STUDENT GOVERNMENT: President’s absence eases proceedings

By: Alex Sorondo / Columnist

Denise Haplin, president of the Student Government Council at the Biscayne Bay Campus, attended the Nov. 4 University-wide meeting via telephone. Calling from what sounded like the center of a Cambodian street market, she was forced to keep her phone on mute throughout most of the meeting, thus making her greatest contribution to the proceedings by not saying anything.

Alex Sorondo / Columnist

In the pursuit of brevity, the details will have to go unmentioned in referring back to the cover-your-ears-and-shut-your-eyes embarrassment of watching the SGC-BBC conduct itself at the Oct. 21 University-wide meeting, sporting a deficiency of professionalism like a vacuum has of oxygen.

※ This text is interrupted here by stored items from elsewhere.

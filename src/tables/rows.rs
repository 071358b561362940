//! Row types and their Arrow conversion

use super::types::Table;
use crate::error::Result;
use arrow::array::{
    ArrayRef, BooleanArray, Float32Array, Int32Array, StringArray, TimestampMicrosecondArray,
};
use arrow::datatypes::{DataType, Field, Schema, SchemaRef, TimeUnit};
use arrow::record_batch::RecordBatch;
use chrono_tz::Tz;
use std::sync::{Arc, LazyLock};

fn start_time_type(tz: Tz) -> DataType {
    DataType::Timestamp(TimeUnit::Microsecond, Some(tz.name().into()))
}

fn strings<'a, T: 'a>(rows: &'a [T], f: impl Fn(&'a T) -> Option<&'a str>) -> ArrayRef {
    Arc::new(rows.iter().map(f).collect::<StringArray>())
}

fn ints<T>(rows: &[T], f: impl Fn(&T) -> Option<i32>) -> ArrayRef {
    Arc::new(rows.iter().map(f).collect::<Int32Array>())
}

fn floats<T>(rows: &[T], f: impl Fn(&T) -> Option<f32>) -> ArrayRef {
    Arc::new(rows.iter().map(f).collect::<Float32Array>())
}

fn start_times<T>(rows: &[T], tz: Tz, f: impl Fn(&T) -> i64) -> ArrayRef {
    Arc::new(
        rows.iter()
            .map(|r| Some(f(r)))
            .collect::<TimestampMicrosecondArray>()
            .with_timezone(tz.name()),
    )
}

// ============================================================================
// Songs
// ============================================================================

/// Row of the songs table
#[derive(Debug, Clone, PartialEq)]
pub struct SongRow {
    pub song_id: String,
    pub title: Option<String>,
    pub artist_id: String,
    pub year: Option<i32>,
    pub duration: Option<f32>,
}

static SONGS_SCHEMA: LazyLock<SchemaRef> = LazyLock::new(|| {
    Arc::new(Schema::new(vec![
        Field::new("song_id", DataType::Utf8, false),
        Field::new("title", DataType::Utf8, true),
        Field::new("artist_id", DataType::Utf8, false),
        Field::new("year", DataType::Int32, true),
        Field::new("duration", DataType::Float32, true),
    ]))
});

impl Table for SongRow {
    const NAME: &'static str = "songs";
    const PATH: &'static str = "Songs/songs.parquet";
    const PARTITION_BY: &'static [&'static str] = &["year", "artist_id"];

    fn schema(_tz: Tz) -> SchemaRef {
        Arc::clone(&SONGS_SCHEMA)
    }

    fn to_batch(rows: &[Self], tz: Tz) -> Result<RecordBatch> {
        let columns = vec![
            strings(rows, |r| Some(r.song_id.as_str())),
            strings(rows, |r| r.title.as_deref()),
            strings(rows, |r| Some(r.artist_id.as_str())),
            ints(rows, |r| r.year),
            floats(rows, |r| r.duration),
        ];
        Ok(RecordBatch::try_new(Self::schema(tz), columns)?)
    }
}

// ============================================================================
// Artists
// ============================================================================

/// Row of the artists table
#[derive(Debug, Clone, PartialEq)]
pub struct ArtistRow {
    pub artist_id: String,
    pub name: Option<String>,
    pub location: Option<String>,
    pub latitude: Option<f32>,
    pub longitude: Option<f32>,
}

static ARTISTS_SCHEMA: LazyLock<SchemaRef> = LazyLock::new(|| {
    Arc::new(Schema::new(vec![
        Field::new("artist_id", DataType::Utf8, false),
        Field::new("name", DataType::Utf8, true),
        Field::new("location", DataType::Utf8, true),
        Field::new("latitude", DataType::Float32, true),
        Field::new("longitude", DataType::Float32, true),
    ]))
});

impl Table for ArtistRow {
    const NAME: &'static str = "artists";
    const PATH: &'static str = "Artists/artists.parquet";
    const PARTITION_BY: &'static [&'static str] = &[];

    fn schema(_tz: Tz) -> SchemaRef {
        Arc::clone(&ARTISTS_SCHEMA)
    }

    fn to_batch(rows: &[Self], tz: Tz) -> Result<RecordBatch> {
        let columns = vec![
            strings(rows, |r| Some(r.artist_id.as_str())),
            strings(rows, |r| r.name.as_deref()),
            strings(rows, |r| r.location.as_deref()),
            floats(rows, |r| r.latitude),
            floats(rows, |r| r.longitude),
        ];
        Ok(RecordBatch::try_new(Self::schema(tz), columns)?)
    }
}

// ============================================================================
// Users
// ============================================================================

/// Row of the users table
#[derive(Debug, Clone, PartialEq, Eq)]
pub struct UserRow {
    pub user_id: String,
    pub first_name: Option<String>,
    pub last_name: Option<String>,
    pub gender: Option<String>,
    pub level: Option<String>,
}

static USERS_SCHEMA: LazyLock<SchemaRef> = LazyLock::new(|| {
    Arc::new(Schema::new(vec![
        Field::new("user_id", DataType::Utf8, false),
        Field::new("first_name", DataType::Utf8, true),
        Field::new("last_name", DataType::Utf8, true),
        Field::new("gender", DataType::Utf8, true),
        Field::new("level", DataType::Utf8, true),
    ]))
});

impl Table for UserRow {
    const NAME: &'static str = "users";
    const PATH: &'static str = "Users/users.parquet";
    const PARTITION_BY: &'static [&'static str] = &[];

    fn schema(_tz: Tz) -> SchemaRef {
        Arc::clone(&USERS_SCHEMA)
    }

    fn to_batch(rows: &[Self], tz: Tz) -> Result<RecordBatch> {
        let columns = vec![
            strings(rows, |r| Some(r.user_id.as_str())),
            strings(rows, |r| r.first_name.as_deref()),
            strings(rows, |r| r.last_name.as_deref()),
            strings(rows, |r| r.gender.as_deref()),
            strings(rows, |r| r.level.as_deref()),
        ];
        Ok(RecordBatch::try_new(Self::schema(tz), columns)?)
    }
}

// ============================================================================
// Time
// ============================================================================

/// Row of the time table
#[derive(Debug, Clone, Copy, PartialEq, Eq)]
pub struct TimeRow {
    /// Event instant in microseconds since the epoch
    pub start_time: i64,
    pub hour: i32,
    pub day: i32,
    pub week: i32,
    pub month: i32,
    pub year: i32,
    pub weekday: bool,
}

fn time_schema(tz: Tz) -> SchemaRef {
    Arc::new(Schema::new(vec![
        Field::new("start_time", start_time_type(tz), false),
        Field::new("hour", DataType::Int32, false),
        Field::new("day", DataType::Int32, false),
        Field::new("week", DataType::Int32, false),
        Field::new("month", DataType::Int32, false),
        Field::new("year", DataType::Int32, false),
        Field::new("weekday", DataType::Boolean, false),
    ]))
}

impl Table for TimeRow {
    const NAME: &'static str = "time";
    const PATH: &'static str = "Time/time.parquet";
    const PARTITION_BY: &'static [&'static str] = &["year", "month"];

    fn schema(tz: Tz) -> SchemaRef {
        time_schema(tz)
    }

    fn to_batch(rows: &[Self], tz: Tz) -> Result<RecordBatch> {
        let columns = vec![
            start_times(rows, tz, |r| r.start_time),
            ints(rows, |r| Some(r.hour)),
            ints(rows, |r| Some(r.day)),
            ints(rows, |r| Some(r.week)),
            ints(rows, |r| Some(r.month)),
            ints(rows, |r| Some(r.year)),
            Arc::new(rows.iter().map(|r| Some(r.weekday)).collect::<BooleanArray>()),
        ];
        Ok(RecordBatch::try_new(Self::schema(tz), columns)?)
    }
}

// ============================================================================
// Songplays
// ============================================================================

/// Row of the songplays fact table
#[derive(Debug, Clone, PartialEq, Eq)]
pub struct SongplayRow {
    /// Rank of this play among plays of the same song, by start time
    pub songplay_id: i32,
    /// Event instant in microseconds since the epoch
    pub start_time: i64,
    pub year: i32,
    pub month: i32,
    pub user_id: String,
    pub level: Option<String>,
    pub song_id: String,
    pub artist_id: String,
    pub session_id: Option<i32>,
    pub location: Option<String>,
    pub user_agent: Option<String>,
}

fn songplays_schema(tz: Tz) -> SchemaRef {
    Arc::new(Schema::new(vec![
        Field::new("songplay_id", DataType::Int32, false),
        Field::new("start_time", start_time_type(tz), false),
        Field::new("year", DataType::Int32, false),
        Field::new("month", DataType::Int32, false),
        Field::new("user_id", DataType::Utf8, false),
        Field::new("level", DataType::Utf8, true),
        Field::new("song_id", DataType::Utf8, false),
        Field::new("artist_id", DataType::Utf8, false),
        Field::new("session_id", DataType::Int32, true),
        Field::new("location", DataType::Utf8, true),
        Field::new("user_agent", DataType::Utf8, true),
    ]))
}

impl Table for SongplayRow {
    const NAME: &'static str = "songplays";
    const PATH: &'static str = "Songplays/songplays.parquet";
    const PARTITION_BY: &'static [&'static str] = &["year", "month"];

    fn schema(tz: Tz) -> SchemaRef {
        songplays_schema(tz)
    }

    fn to_batch(rows: &[Self], tz: Tz) -> Result<RecordBatch> {
        let columns = vec![
            ints(rows, |r| Some(r.songplay_id)),
            start_times(rows, tz, |r| r.start_time),
            ints(rows, |r| Some(r.year)),
            ints(rows, |r| Some(r.month)),
            strings(rows, |r| Some(r.user_id.as_str())),
            strings(rows, |r| r.level.as_deref()),
            strings(rows, |r| Some(r.song_id.as_str())),
            strings(rows, |r| Some(r.artist_id.as_str())),
            ints(rows, |r| r.session_id),
            strings(rows, |r| r.location.as_deref()),
            strings(rows, |r| r.user_agent.as_deref()),
        ];
        Ok(RecordBatch::try_new(Self::schema(tz), columns)?)
    }
}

That meeting – in which every issue was tabled and not a single decision was made – was presided by Ms. Haplin, whose acerbic manner fed the indignation and naïveté from which her colleagues scraped their every barbed and wandering argument.

Here, for the Nov. 4 meeting at the Modesto Maidique Campus, under the orchestration of Patrick O’Keefe, president of the Student Government Council at MMC, the SGC-BBC was still of greater hindrance than help.

Their contributions to the discussions – with the exception of a few remarks made by SGC-BBC vice president Emilio Collyer – were largely digressive, meandering, inarticulate and prone to constipating whatever progress was on the brink of being made.

And yet, bad as they were, they were far more agreeable without Ms. Halpin than they have otherwise been, an improvement attributable to the assertiveness with which O’Keefe directed the meeting, aided by SGC-MMC Vice President Sanjeev Udhnani’s repeated contribution of figures, alternatives and resolutions.

When SGC-BBC didn’t  look totally uninterested or spaced, they looked confused. They dribbled these painfully awkward sentences, slow-spoken as they clawed for one mature-sounding word at a time in the hopeless quest for erudition.

And it just invariably yields to these clumsy and uncertain statements that begin “I believe that…” and which then go on and on.

In spite of their presence and the necessity of acknowledging it, some progress was made, namely the decision – tabled by senselessly vehement argument at the previous meeting – to make the MMC-BBC shuttle free to students on Monday and Tuesday of fall finals week.

The free rides, which usually charge $2.50 each way, will cost the Student Government Association an estimated $2,500 for the chosen days.

SGC-BBC argued that, rather than spending $2,500 to give students free rides on finals week, they should spend $7,000 to offer those same free rides during the spring semester’s Week of Welcome, an idea that seemed more like a way to get rid of their money somehow because it’s illegal to burn it.

They were brought to their senses by SGC-MMC comptroller Cristina Loreto, who pointed out that the goal of a student

government is to aid its students with useful services.

Offering free rides to students during finals week, she argued, would be far more helpful than doing so during Week of Welcome, when missing the bus doesn’t mean failing a class.